Painel de Monitoramento

Será desenvolvido painel de acompanhamento da ocupação de leitos e Emergências Pediátricas nos moldes gerais utilizados durante a pandemia covid-19, para apoio nas tomadas de decisões com transparência da situação nas diferentes regiões do Estado.

A governadora Raquel Lyra  falou da importância do lançamento do plano de contingenciamento e citou algumas ações do plano para diminuir o sofrimento das mães e também das crianças que necessitam de atendimento.

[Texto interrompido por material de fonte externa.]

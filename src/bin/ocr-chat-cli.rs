// Copyright (c) 2025 Fabstir
// SPDX-License-Identifier: BUSL-1.1
use anyhow::Result;
use clap::Parser;
use ocr_chat_node::cli::{execute, Cli};

#[tokio::main]
async fn main() -> Result<()> {
    dotenv::dotenv().ok();

    // Initialize logging
    if std::env::var("RUST_LOG").is_err() {
        std::env::set_var("RUST_LOG", "warn");
    }
    tracing_subscriber::fmt().with_writer(std::io::stderr).init();

    // Parse CLI arguments
    let cli = Cli::parse();

    // Execute the command
    match execute(cli).await {
        Ok(()) => Ok(()),
        Err(e) => {
            eprintln!("❌ Error: {:#}", e);
            std::process::exit(1);
        }
    }
}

"Estamos investindo R$ 9 milhões por mês para garantir o material humano, os insumos necessários para este enfrentamento com a abertura dos leitos adequados. E não estamos atuando somente durante a sazonalidade dessa síndrome, mas o ano inteiro. No ano passado criamos 135 leitos e já temos prontos mais 100 para serem abertos quando forem necessários. Então, a nossa expectativa é oferecer um tratamento mais eficiente para as crianças pernambucanas", afirmou Raquel Lyra.